Let The Wrong One In feels tailor-made for midnight screenings 10 months ago

Let The Wrong One In feels tailor-made for midnight screenings

The new Irish horror-comedy also features what should be a star-making turn from a local up-and-coming talent.

As much as Irish cinema has had some great recent successes within the horror genre - The Hole in the Ground, You Are Not My Mother, Sea Fever - there does still seem to be a stronger compulsion to blend it with comedy. The likes of Grabbers, Extra Ordinary and The Boys From County Hell reveal a habit for Irish storytellers to attempt to cover their bases with multiple genres, with varying results of success.


The same goes with Let The Wrong One In, the new horror-comedy from writer/director Conor McMahon, who has previously attempted the same mixture with 2004's foot-in-mouth themed Dead Meat and 2012's killer clown movie Stitches. His latest outing is by far his strongest to date, primarily thanks to a decent hits-to-misses ratio on the gags, some attention-grabbing make-up and special effects, and one truly standout performance that should do for Eoin Duffy what The Young Offenders did for Alex Murphy and Chris Walley.

The plot kicks off with a hen's party in Transylvania, where the bride-to-be Alison (Laura Murray) is bitten by a local vampire. Having now been turned, she returns to Dublin where she and her pals begin feeding and converting anyone unlucky enough to be caught in their path, all while planning the opening of a new vampire-themed nightclub where they can chow down on hundreds of victims all in one night.
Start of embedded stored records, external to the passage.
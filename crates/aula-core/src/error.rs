//! Error types for `aula-core`.

use thiserror::Error;

#[derive(Debug, Error)]
pub enum Error {
  #[error("malformed person id (expected P + at least 6 digits): {0:?}")]
  MalformedPersonId(String),

  #[error("malformed party id (expected PARTY + at least 3 digits): {0:?}")]
  MalformedPartyId(String),

  #[error("confidence out of range [0,1]: {0}")]
  ConfidenceOutOfRange(f64),
}

pub type Result<T, E = Error> = std::result::Result<T, E>;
Meanwhile, one of her victims happens to be Deco (Eoin Duffy), a down-and-out addict who turns to his estranged younger brother Matt (Karl Rice) for help. While they begin to figure out his new set of strengths and weaknesses - including a sudden aversion to garlic chips - along comes self-appointed vampire hunter Henry (in a nice piece of casting, Anthony Head aka Giles from Buffy), who also happens to be Alison's soon-to-be-husband.


The majority of the rest of the movie plays out inside Matt's home, as Deco goes back and forth on deciding whether or not he wants to chow down on his brother's jugular or not, while Henry tries to advise Matt on how to survive a vampire attack while simultaneously trying to kill Deco in front of him.

Most of the humour is derived from the very Irish reaction to a terrifying, life-altering problem... with a sense of irritation, like something that can hopefully be slept off, while Deco's girlfriend is more annoyed that he might have been hooking up with other women, rather than being a murderous creature of the night.

Not every joke lands, and the single location betrays the movie's budgetary constraints, but thankfully there was an appropriate amount of love and attention given to some of the movies nastier deaths - the fake blood must've arrived on set in the gallons - while Duffy gives a dynamite, steals-every-scene performance that he's in, revealing an incredible natural talent for comedic timing.

Sure, you'll laugh just as much at this movie as you will with it, but part of us feels that was meant to be the point all along. So... while not exactly Ireland's answer to The Rocky Horror Picture Show, but definitely a distant cousin in that family, and deserves to be seen with a full, raucous late night crowd on the big screen.


Let The Wrong One In arrives in Irish cinemas on Friday, 20 January.